The Good Terrorist - Doris May Lessing [82]
She went into the room, while the man shut the door, smiling at Muriel, to exclude her.
This room had been cleared of all but two of the great packages. A low folding bed stood against a wall, with a single red blanket on it. It was untidy, but, then, he had got straight out of the bed to answer the scratching. There was a pillow without a pillow slip, and the old-fashioned striped ticking looked greasy. This little scene of the bed was different from the impersonality of the rest of the room, and suggested a rank and even brutal masculinity.
Yawning, not hiding it, the man sat down on an ancient easy chair on one side of the dead fireplace. She sat opposite in another.
“I was in France,” he said easily. “Just a quick trip.”
She found herself looking covertly at the bed, which had so much the air of being from a foreign country. Or perhaps from some different moral climate, like a war, or a revolution. He saw her examining the bed. He was still waking himself up. Suddenly he rose, went to the bed, tugged up the red blanket to lie straight, hiding the ugly pillow. He sat down again.
He remarked, “I got rid of what you saw in that hole out there. It’s gone to where it can be of use.”
“Oh, good,” said Alice indifferently. The point was, he might or might not have sent, or taken, “it”; but so what? She didn’t want to know.
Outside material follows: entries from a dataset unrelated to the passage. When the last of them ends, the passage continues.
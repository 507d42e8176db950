use std::path::{Path, PathBuf};
use std::process::Stdio;

use async_trait::async_trait;
use tokio::process::Command;

use super::{SpeechEngine, SpeechError, SpeechParams};

/// espeak-ng / say の標準速度（語/分）
const BASE_WORDS_PER_MINUTE: f32 = 175.0;

/// 読み上げコマンドの引数形式
#[derive(Debug, Clone, Copy, PartialEq, Eq)]
enum Dialect {
    /// espeak / espeak-ng: `-s <wpm> -p <0-99>`
    Espeak,
    /// macOS say: `-r <wpm>`（ピッチ指定なし）
    Say,
}

/// 外部TTSコマンドを発話ごとに起動する読み上げエンジン
pub struct CommandSpeechEngine {
    binary_path: PathBuf,
    params: parking_lot::RwLock<SpeechParams>,
}

impl CommandSpeechEngine {
    pub fn new(binary_path: impl Into<PathBuf>) -> Self {
        Self {
            binary_path: binary_path.into(),
            params: parking_lot::RwLock::new(SpeechParams::default()),
        }
    }

    /// 現在のパラメータ
    pub fn params(&self) -> SpeechParams {
        *self.params.read()
    }

    /// バイナリの存在を検証する。
    pub fn validate(&self) -> Result<(), SpeechError> {
        if which_binary(&self.binary_path).is_none() {
            return Err(SpeechError::Unavailable(format!(
                "Speech binary not found: {:?}",
                self.binary_path
            )));
        }
        Ok(())
    }

    fn dialect(&self) -> Dialect {
        match self.binary_path.file_name().and_then(|n| n.to_str()) {
            Some("say") => Dialect::Say,
            _ => Dialect::Espeak,
        }
    }

    /// コマンドライン引数を構築する。
    fn build_args(dialect: Dialect, params: &SpeechParams, text: &str) -> Vec<String> {
        // rate 0.5 を標準速度に合わせる
        let wpm = (params.rate * 2.0 * BASE_WORDS_PER_MINUTE).round() as u32;
        let mut args = match dialect {
            Dialect::Espeak => {
                let pitch = (params.pitch * 50.0).round().clamp(0.0, 99.0) as u32;
                vec![
                    "-s".to_string(),
                    wpm.to_string(),
                    "-p".to_string(),
                    pitch.to_string(),
                    // "-" で始まる文をオプション扱いさせない
                    "--".to_string(),
                ]
            }
            Dialect::Say => vec!["-r".to_string(), wpm.to_string()],
        };
        args.push(text.to_string());
        args
    }
}

#[async_trait]
impl SpeechEngine for CommandSpeechEngine {
    fn configure(&self, params: SpeechParams) -> Result<(), SpeechError> {
        let mut current = self.params.write();
        if *current != params {
            log::debug!("Speech params: rate={} pitch={}", params.rate, params.pitch);
            *current = params;
        }
        Ok(())
    }

    /// 発話が終わるまで待つ。future が drop されたらプロセスを kill する。
    async fn speak(&self, text: &str) -> Result<(), SpeechError> {
        let args = Self::build_args(self.dialect(), &self.params(), text);

        let child = Command::new(&self.binary_path)
            .args(&args)
            .stdin(Stdio::null())
            .stdout(Stdio::null())
            .stderr(Stdio::piped())
            .kill_on_drop(true)
            .spawn()
            .map_err(|e| {
                if e.kind() == std::io::ErrorKind::NotFound {
                    SpeechError::Unavailable(format!(
                        "Speech binary not found: {:?}",
                        self.binary_path
                    ))
                } else {
                    SpeechError::Failed(format!("Failed to spawn speech process: {e}"))
                }
            })?;

        let output = child
            .wait_with_output()
            .await
            .map_err(|e| SpeechError::Failed(format!("Speech process error: {e}")))?;

        if !output.status.success() {
            return Err(SpeechError::Failed(format!(
                "{:?} exited with status {}: {}",
                self.binary_path,
                output.status,
                String::from_utf8_lossy(&output.stderr).trim()
            )));
        }
        Ok(())
    }

    fn name(&self) -> &str {
        "command"
    }
}

/// PATH 上でバイナリを検索する簡易ヘルパー。
fn which_binary(name: &Path) -> Option<PathBuf> {
    let name_str = name.to_string_lossy();
    if name_str.contains('/') || name_str.contains('\\') {
        return if name.exists() { Some(name.to_path_buf()) } else { None };
    }
    let path_var = std::env::var_os("PATH")?;
    std::env::split_paths(&path_var)
        .map(|dir| dir.join(name))
        .find(|full_path| full_path.exists())
}

#[cfg(test)]
mod tests {
    use super::*;

    #[test]
    fn build_args_espeak_defaults() {
        let args = CommandSpeechEngine::build_args(
            Dialect::Espeak,
            &SpeechParams::default(),
            "Be yourself",
        );
        assert_eq!(args, vec!["-s", "175", "-p", "50", "--", "Be yourself"]);
    }

    #[test]
    fn build_args_say() {
        let params = SpeechParams {
            rate: 1.0,
            pitch: 1.0,
        };
        let args = CommandSpeechEngine::build_args(Dialect::Say, &params, "hello");
        assert_eq!(args, vec!["-r", "350", "hello"]);
    }

    #[test]
    fn build_args_pitch_is_clamped() {
        let params = SpeechParams {
            rate: 0.5,
            pitch: 2.0,
        };
        let args = CommandSpeechEngine::build_args(Dialect::Espeak, &params, "x");
        assert_eq!(args[3], "99");
    }

    #[test]
    fn dialect_from_binary_name() {
        assert_eq!(CommandSpeechEngine::new("say").dialect(), Dialect::Say);
        assert_eq!(
            CommandSpeechEngine::new("/usr/bin/espeak-ng").dialect(),
            Dialect::Espeak
        );
    }

    #[test]
    fn configure_is_idempotent() {
        let engine = CommandSpeechEngine::new("espeak-ng");
        let params = SpeechParams {
            rate: 0.7,
            pitch: 1.2,
        };
        engine.configure(params).unwrap();
        engine.configure(params).unwrap();
        assert_eq!(engine.params(), params);
    }

    #[test]
    fn validate_missing_binary() {
        let engine = CommandSpeechEngine::new("/nonexistent/espeak-ng");
        assert!(matches!(engine.validate(), Err(SpeechError::Unavailable(_))));
    }

    #[cfg(unix)]
    #[tokio::test]
    async fn speak_waits_for_exit_status() {
        // true / false は引数を無視して終了コードだけ返す
        assert!(CommandSpeechEngine::new("true").speak("hello").await.is_ok());
        let err = CommandSpeechEngine::new("false")
            .speak("hello")
            .await
            .unwrap_err();
        assert!(matches!(err, SpeechError::Failed(_)));
    }

    #[tokio::test]
    async fn speak_missing_binary_is_unavailable() {
        let engine = CommandSpeechEngine::new("/nonexistent/espeak-ng");
        let err = engine.speak("hello").await.unwrap_err();
        assert!(matches!(err, SpeechError::Unavailable(_)));
    }
}
//! Reliable request/reply messaging over a lock-step transport.
//!
//! stepmq turns a strict request/reply socket pair into an at-least-once
//! delivery channel: the producer queues outbound messages and retries
//! through reconnects until each one is acknowledged; the consumer
//! acknowledges every well-formed request before dispatching it.
//!
//! # Crate Structure
//!
//! - [`transport`] — Lock-step request/reply endpoints over Unix domain sockets
//! - [`wire`] — The message record and its binary codec
//! - [`queue`] — The reliability core: producer and consumer actors (behind the `queue` feature)

/// Re-export transport types.
pub mod transport {
    pub use stepmq_transport::*;
}

/// Re-export wire types.
pub mod wire {
    pub use stepmq_wire::*;
}

/// Re-export the reliability actors (requires `queue` feature).
#[cfg(feature = "queue")]
pub mod queue {
    pub use stepmq_queue::*;
}
use std::collections::VecDeque;
use std::path::PathBuf;
use std::sync::atomic::{AtomicUsize, Ordering};
use std::sync::mpsc::{self, Receiver, RecvTimeoutError, Sender};
use std::sync::Arc;
use std::thread::{self, JoinHandle};
use std::time::Instant;

use tracing::{debug, warn};

use stepmq_transport::{Context, RequestSocket};
use stepmq_wire::Message;

use crate::error::{QueueError, Result};
use crate::retry::{POLL_TIMEOUT, RECONNECT_DELAY};

enum Command {
    Publish(Message),
    Stop,
}

/// Client-role actor: owns an outbound FIFO queue and a request endpoint,
/// both confined to a dedicated worker thread.
///
/// [`publish`](Producer::publish) hands a message to the worker from any
/// thread and never reports delivery success or failure; the worker retries
/// the queue head through reconnects until its round trip is acknowledged.
/// Messages are sent strictly in publish order: the next head is attempted
/// only after the previous one has been acknowledged.
pub struct Producer {
    inbox: Sender<Command>,
    depth: Arc<AtomicUsize>,
    thread: Option<JoinHandle<()>>,
}

impl Producer {
    /// Spawn the producer thread; an initial connect is scheduled
    /// immediately.
    pub fn spawn(context: Context, path: impl Into<PathBuf>) -> Result<Self> {
        let (inbox, commands) = mpsc::channel();
        let depth = Arc::new(AtomicUsize::new(0));
        let worker = ProducerWorker {
            context,
            path: path.into(),
            commands,
            socket: None,
            queue: VecDeque::new(),
            depth: depth.clone(),
        };
        let thread = thread::Builder::new()
            .name("stepmq-producer".into())
            .spawn(move || worker.run())
            .map_err(QueueError::Spawn)?;
        Ok(Self {
            inbox,
            depth,
            thread: Some(thread),
        })
    }

    /// Queue one message for delivery.
    ///
    /// Callable from any thread; relative order of publishes from one
    /// thread is preserved. Infallible by contract: after the producer has
    /// shut down the message is dropped with a warning, which can only
    /// happen to publishes racing the drop of this handle.
    pub fn publish(&self, message: Message) {
        self.depth.fetch_add(1, Ordering::SeqCst);
        if let Err(rejected) = self.inbox.send(Command::Publish(message)) {
            self.depth.fetch_sub(1, Ordering::SeqCst);
            if let Command::Publish(message) = rejected.0 {
                warn!(id = message.id, "publish after shutdown; message dropped");
            }
        }
    }

    /// Number of messages accepted but not yet acknowledged by the peer.
    ///
    /// Diagnostic gauge: non-decreasing while no connection is established,
    /// decremented only when a round trip fully succeeds.
    pub fn pending(&self) -> usize {
        self.depth.load(Ordering::SeqCst)
    }
}

impl Drop for Producer {
    fn drop(&mut self) {
        // The stop sentinel invalidates all commands queued behind it.
        let _ = self.inbox.send(Command::Stop);
        if let Some(thread) = self.thread.take() {
            let _ = thread.join();
        }
    }
}

struct ProducerWorker {
    context: Context,
    path: PathBuf,
    commands: Receiver<Command>,
    socket: Option<RequestSocket>,
    queue: VecDeque<Message>,
    depth: Arc<AtomicUsize>,
}

impl ProducerWorker {
    fn run(mut self) {
        // Initial connect is due immediately; `Some` here always means
        // "disconnected, next attempt at this instant".
        let mut next_connect = Some(Instant::now());

        loop {
            if let Some(due) = next_connect {
                if Instant::now() >= due {
                    next_connect = self.reconnect();
                }
            }

            let command = if let Some(due) = next_connect {
                match self
                    .commands
                    .recv_timeout(due.saturating_duration_since(Instant::now()))
                {
                    Ok(command) => Some(command),
                    Err(RecvTimeoutError::Timeout) => None,
                    Err(RecvTimeoutError::Disconnected) => break,
                }
            } else {
                // Connected and idle: block until the next command; a stop
                // or a publish is the only thing that can happen.
                match self.commands.recv() {
                    Ok(command) => Some(command),
                    Err(_) => break,
                }
            };

            match command {
                Some(Command::Publish(message)) => {
                    debug!(id = message.id, depth = self.queue.len() + 1, "message queued");
                    self.queue.push_back(message);
                    if self.socket.is_some() {
                        next_connect = self.drain();
                    }
                }
                Some(Command::Stop) => break,
                None => {} // reconnect tick
            }
        }

        self.socket = None;
        debug!("producer stopped");
    }

    /// Tear down any existing connection and connect afresh; on success,
    /// drain immediately. Returns the next reconnect deadline, or `None`
    /// once connected with the queue drained as far as it will go.
    fn reconnect(&mut self) -> Option<Instant> {
        self.socket = None;
        match self.context.connect_request(&self.path) {
            Ok(socket) => {
                debug!(path = ?self.path, "producer connected");
                self.socket = Some(socket);
                self.drain()
            }
            Err(err) => {
                warn!(path = ?self.path, error = %err, "producer connect failed; retrying");
                Some(Instant::now() + RECONNECT_DELAY)
            }
        }
    }

    /// Send-and-await-reply for the queue head until the queue is empty or
    /// a round trip fails. The head is popped only after its
    /// acknowledgment arrives; a mid-flight failure leaves it in place for
    /// retry on the next connection.
    fn drain(&mut self) -> Option<Instant> {
        let Some(mut socket) = self.socket.take() else {
            return Some(Instant::now() + RECONNECT_DELAY);
        };

        while let Some(head) = self.queue.front() {
            if let Err(err) = round_trip(&mut socket, head) {
                warn!(id = head.id, error = %err, "round trip failed; reconnecting");
                return Some(Instant::now() + RECONNECT_DELAY);
            }
            debug!(id = head.id, "message acknowledged by peer");
            self.queue.pop_front();
            self.depth.fetch_sub(1, Ordering::SeqCst);
        }

        self.socket = Some(socket);
        None
    }
}

/// One full round trip: send the record, await the reply within the bounded
/// poll window, and require a positive acknowledgment.
fn round_trip(socket: &mut RequestSocket, message: &Message) -> Result<()> {
    socket.send(&message.encode())?;

    if !socket.poll_readable(POLL_TIMEOUT)? {
        return Err(QueueError::ReplyTimeout(POLL_TIMEOUT));
    }

    let reply = Message::decode(&socket.recv()?)?;
    if !reply.ack {
        // A well-formed non-acknowledgment counts as a failed round trip.
        return Err(QueueError::Refused { id: reply.id });
    }
    Ok(())
}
“You must be wondering what it was. Well, all I can say is, it is something of which a very small amount goes a very long way.”
A fine contempt was rising in Alice, because of his clumsiness. She said sternly, “In my view, the less people know about such things, the better.” Meaning, the less she knew.
His eyes narrowed and grew hard; then he stiffly smiled. “You’re right, comrade. I suppose I am off guard. I am a man who needs his sleep. Seven hours in the twenty-four, or I function less than my best.”
Alice nodded, but she was examining him critically. She was finding him unimpressive. A stocky, stubby man. His hair, cut short, was flattened here and there, like an animal’s fur when it is out of sorts. A stale breath came from him, sour, which was not only because he might have drunk too much. He should be watching his weight.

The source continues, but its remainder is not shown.